Listed entries:
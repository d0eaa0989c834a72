// Geocoding over the Google Maps HTTP API.

pub mod error;
pub mod geocode;

pub use error::GeocodeError;
pub use geocode::{Geocoder, GeocodeResponse, GoogleGeocoder};
use directory_shared::ProfileDraft;

use crate::commands::lock;
use crate::state::SharedState;

pub fn get_draft<G>(state: &SharedState<G>) -> Result<ProfileDraft, String> {
    Ok(lock(state)?.draft.clone())
}

/// Set one form field by its input name (`name`, `description`, `address`,
/// `phone`, `email` or `interests`).
pub fn update_draft<G>(state: &SharedState<G>, field: &str, value: String) -> Result<(), String> {
    let mut guard = lock(state)?;
    if guard.draft.set_field(field, value) {
        Ok(())
    } else {
        Err(format!("Unknown form field: {field}"))
    }
}

/// Discard the form contents.
pub fn cancel_draft<G>(state: &SharedState<G>) -> Result<(), String> {
    lock(state)?.draft = ProfileDraft::default();
    Ok(())
}
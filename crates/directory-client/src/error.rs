use directory_store::StoreError;
use thiserror::Error;

/// Errors raised while bootstrapping the client.
#[derive(Error, Debug)]
pub enum ClientError {
    #[error("HTTP client error: {0}")]
    Http(#[from] reqwest::Error),

    #[error("Store error: {0}")]
    Store(#[from] StoreError),
}
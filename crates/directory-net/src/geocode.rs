//! Address → coordinates lookup.
//!
//! [`Geocoder::lookup`] reports every failure as a [`GeocodeError`], while
//! [`Geocoder::resolve`] is the fail-soft form the workflow uses: it logs
//! the failure and falls back to [`Coordinates::SENTINEL`].

use std::future::Future;

use directory_shared::constants::{API_KEY_PLACEHOLDER, GEOCODE_ENDPOINT, GEOCODE_STATUS_OK};
use directory_shared::Coordinates;
use serde::Deserialize;
use tracing::{debug, warn};

use crate::error::GeocodeError;

pub trait Geocoder: Send + Sync {
    /// Resolve `address`, surfacing any failure.
    fn lookup(
        &self,
        address: &str,
    ) -> impl Future<Output = Result<Coordinates, GeocodeError>> + Send;

    /// Resolve `address`, never failing: errors are logged and mapped to
    /// the sentinel coordinate.
    fn resolve(&self, address: &str) -> impl Future<Output = Coordinates> + Send {
        async move {
            match self.lookup(address).await {
                Ok(coordinates) => coordinates,
                Err(GeocodeError::Status {
                    status,
                    message: Some(message),
                }) => {
                    warn!(address, %status, %message, "Geocoding error, using sentinel coordinates");
                    Coordinates::SENTINEL
                }
                Err(e) => {
                    warn!(address, error = %e, "Geocoding error, using sentinel coordinates");
                    Coordinates::SENTINEL
                }
            }
        }
    }
}

// ---------------------------------------------------------------------------
// Response body
// ---------------------------------------------------------------------------

/// The subset of the Geocoding API JSON body we read.
#[derive(Debug, Clone, Deserialize)]
pub struct GeocodeResponse {
    pub status: String,
    #[serde(default)]
    pub results: Vec<GeocodeResult>,
    #[serde(default)]
    pub error_message: Option<String>,
}

#[derive(Debug, Clone, Deserialize)]
pub struct GeocodeResult {
    pub geometry: Geometry,
}

#[derive(Debug, Clone, Deserialize)]
pub struct Geometry {
    pub location: Coordinates,
}

impl GeocodeResponse {
    /// Location of the first result, if the lookup succeeded.
    pub fn into_coordinates(self) -> Result<Coordinates, GeocodeError> {
        if self.status != GEOCODE_STATUS_OK {
            return Err(GeocodeError::Status {
                status: self.status,
                message: self.error_message,
            });
        }

        self.results
            .into_iter()
            .next()
            .map(|r| r.geometry.location)
            .ok_or(GeocodeError::NoResults)
    }
}

// ---------------------------------------------------------------------------
// Google client
// ---------------------------------------------------------------------------

/// [`Geocoder`] backed by the Google Maps Geocoding API.
#[derive(Debug, Clone)]
pub struct GoogleGeocoder {
    client: reqwest::Client,
    endpoint: String,
    api_key: String,
}

impl GoogleGeocoder {
    pub fn new(endpoint: impl Into<String>, api_key: impl Into<String>) -> Self {
        Self::with_client(reqwest::Client::new(), endpoint, api_key)
    }

    /// Use a preconfigured HTTP client (e.g. one with a request timeout).
    pub fn with_client(
        client: reqwest::Client,
        endpoint: impl Into<String>,
        api_key: impl Into<String>,
    ) -> Self {
        Self {
            client,
            endpoint: endpoint.into(),
            api_key: api_key.into(),
        }
    }
}

impl Default for GoogleGeocoder {
    fn default() -> Self {
        Self::new(GEOCODE_ENDPOINT, API_KEY_PLACEHOLDER)
    }
}

impl Geocoder for GoogleGeocoder {
    async fn lookup(&self, address: &str) -> Result<Coordinates, GeocodeError> {
        debug!(address, endpoint = %self.endpoint, "Geocoding address");

        let resp = self
            .client
            .get(&self.endpoint)
            .query(&[("address", address), ("key", self.api_key.as_str())])
            .send()
            .await?;

        if !resp.status().is_success() {
            return Err(GeocodeError::HttpStatus(resp.status().as_u16()));
        }

        let body = resp.text().await?;
        let parsed: GeocodeResponse =
            serde_json::from_str(&body).map_err(|e| GeocodeError::Decode(e.to_string()))?;

        parsed.into_coordinates()
    }
}

#[cfg(test)]
mod tests {
    use super::*;

    fn parse(json: &str) -> Result<Coordinates, GeocodeError> {
        serde_json::from_str::<GeocodeResponse>(json)
            .unwrap()
            .into_coordinates()
    }

    #[test]
    fn test_first_result_is_used() {
        let coords = parse(
            r#"{
                "status": "OK",
                "results": [
                    {"geometry": {"location": {"lat": 40.7128, "lng": -74.006}}, "place_id": "a"},
                    {"geometry": {"location": {"lat": 1.0, "lng": 2.0}}}
                ]
            }"#,
        )
        .unwrap();
        assert_eq!(coords, Coordinates::new(40.7128, -74.006));
    }

    #[test]
    fn test_non_ok_status() {
        let err = parse(
            r#"{"status": "REQUEST_DENIED", "results": [], "error_message": "The provided API key is invalid."}"#,
        )
        .unwrap_err();
        match err {
            GeocodeError::Status { status, message } => {
                assert_eq!(status, "REQUEST_DENIED");
                assert_eq!(message.as_deref(), Some("The provided API key is invalid."));
            }
            other => panic!("unexpected error: {other}"),
        }
    }

    #[test]
    fn test_zero_results_status() {
        assert!(matches!(
            parse(r#"{"status": "ZERO_RESULTS", "results": []}"#),
            Err(GeocodeError::Status { .. })
        ));
    }

    #[test]
    fn test_ok_without_results() {
        assert!(matches!(
            parse(r#"{"status": "OK"}"#),
            Err(GeocodeError::NoResults)
        ));
    }

    struct Failing;

    impl Geocoder for Failing {
        async fn lookup(&self, _address: &str) -> Result<Coordinates, GeocodeError> {
            Err(GeocodeError::NoResults)
        }
    }

    #[tokio::test]
    async fn test_resolve_falls_back_to_sentinel() {
        assert_eq!(Failing.resolve("nowhere").await, Coordinates::SENTINEL);
    }
}
//! Sample profiles a fresh directory starts with.

use directory_shared::{Coordinates, Profile, ProfileId};

pub fn sample_profiles() -> Vec<Profile> {
    vec![
        Profile {
            id: ProfileId(1),
            name: "Jane Smith".into(),
            description: "Software Engineer".into(),
            address: "123 Tech Street, Silicon Valley, CA".into(),
            coordinates: Coordinates::new(37.7749, -122.4194),
            interests: vec!["Coding".into(), "Hiking".into(), "Photography".into()],
            email: "jane@example.com".into(),
            phone: "+1 234 567 8900".into(),
        },
        Profile {
            id: ProfileId(2),
            name: "John Doe".into(),
            description: "Product Designer".into(),
            address: "456 Design Avenue, New York, NY".into(),
            coordinates: Coordinates::new(40.7128, -74.006),
            interests: vec!["UI/UX".into(), "Art".into(), "Music".into()],
            email: "john@example.com".into(),
            phone: "+1 234 567 8901".into(),
        },
    ]
}

#[cfg(test)]
mod tests {
    use super::*;
    use crate::ProfileStore;

    #[test]
    fn test_seed_loads_into_store() {
        let mut store = ProfileStore::with_profiles(sample_profiles()).unwrap();
        assert_eq!(store.len(), 2);
        assert_eq!(store.allocate_id(), ProfileId(3));
        assert!(store.all().iter().all(|p| !p.coordinates.is_sentinel()));
    }
}
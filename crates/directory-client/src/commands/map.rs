use directory_net::Geocoder;
use directory_shared::{MapPin, ProfileId};

use crate::commands::lock;
use crate::state::SharedState;

/// Select a profile for the map overlay and return where to pin it.
pub fn show_on_map<G: Geocoder>(state: &SharedState<G>, id: ProfileId) -> Result<MapPin, String> {
    let mut guard = lock(state)?;

    let profile = guard
        .workflow
        .get(id)
        .ok_or_else(|| format!("Profile {id} not found"))?;
    let pin = profile.map_pin();

    guard.selected_profile = Some(profile);
    guard.show_map = true;

    Ok(pin)
}

pub fn close_map<G>(state: &SharedState<G>) -> Result<(), String> {
    lock(state)?.show_map = false;
    Ok(())
}
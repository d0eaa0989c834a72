//! Client configuration loaded from environment variables.
//!
//! Every setting has a default so the directory starts with zero
//! configuration; only the API key needs replacing for real lookups.

use std::time::Duration;

use directory_shared::constants::{API_KEY_PLACEHOLDER, DELETE_DELAY_MS, GEOCODE_ENDPOINT};

/// Directory configuration.
#[derive(Debug, Clone, PartialEq)]
pub struct DirectoryConfig {
    /// Geocoding API endpoint.
    /// Env: `GEOCODE_ENDPOINT`
    /// Default: the Google Maps Geocoding JSON endpoint.
    pub geocode_endpoint: String,

    /// Google Maps API key sent with every lookup.
    /// Env: `GOOGLE_MAPS_API_KEY`
    /// Default: `YOUR_GOOGLE_MAPS_API_KEY` (lookups will be denied).
    pub api_key: String,

    /// Per-request timeout for geocoding.
    /// Env: `GEOCODE_TIMEOUT_SECS`
    /// Default: none.
    pub geocode_timeout: Option<Duration>,

    /// Artificial delay before a delete is applied.
    /// Env: `DELETE_DELAY_MS`
    /// Default: `1000`
    pub delete_delay: Duration,

    /// Whether the store starts with the sample profiles.
    /// Env: `SEED_PROFILES` (true/false)
    /// Default: `true`
    pub seed_profiles: bool,
}

impl Default for DirectoryConfig {
    fn default() -> Self {
        Self {
            geocode_endpoint: GEOCODE_ENDPOINT.to_string(),
            api_key: API_KEY_PLACEHOLDER.to_string(),
            geocode_timeout: None,
            delete_delay: Duration::from_millis(DELETE_DELAY_MS),
            seed_profiles: true,
        }
    }
}

impl DirectoryConfig {
    /// Load configuration from environment variables, falling back to defaults.
    pub fn from_env() -> Self {
        Self::from_vars(|name| std::env::var(name).ok())
    }

    /// Load configuration from an arbitrary variable source.
    pub fn from_vars(var: impl Fn(&str) -> Option<String>) -> Self {
        let mut config = Self::default();

        if let Some(endpoint) = var("GEOCODE_ENDPOINT") {
            if !endpoint.is_empty() {
                config.geocode_endpoint = endpoint;
            }
        }

        if let Some(key) = var("GOOGLE_MAPS_API_KEY") {
            if !key.is_empty() {
                config.api_key = key;
            }
        }

        if let Some(val) = var("GEOCODE_TIMEOUT_SECS") {
            match val.parse::<u64>() {
                Ok(0) => config.geocode_timeout = None,
                Ok(secs) => config.geocode_timeout = Some(Duration::from_secs(secs)),
                Err(_) => {
                    tracing::warn!(value = %val, "Invalid GEOCODE_TIMEOUT_SECS, using no timeout");
                }
            }
        }

        if let Some(val) = var("DELETE_DELAY_MS") {
            match val.parse::<u64>() {
                Ok(ms) => config.delete_delay = Duration::from_millis(ms),
                Err(_) => {
                    tracing::warn!(value = %val, "Invalid DELETE_DELAY_MS, using default");
                }
            }
        }

        if let Some(val) = var("SEED_PROFILES") {
            config.seed_profiles = val != "false" && val != "0";
        }

        config
    }

    /// Whether the API key is still the shipped placeholder.
    pub fn has_placeholder_key(&self) -> bool {
        self.api_key == API_KEY_PLACEHOLDER
    }
}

Task objective: What is the number of lines in the records that hold "configuration"? Give the number by itself.

Written answer: 5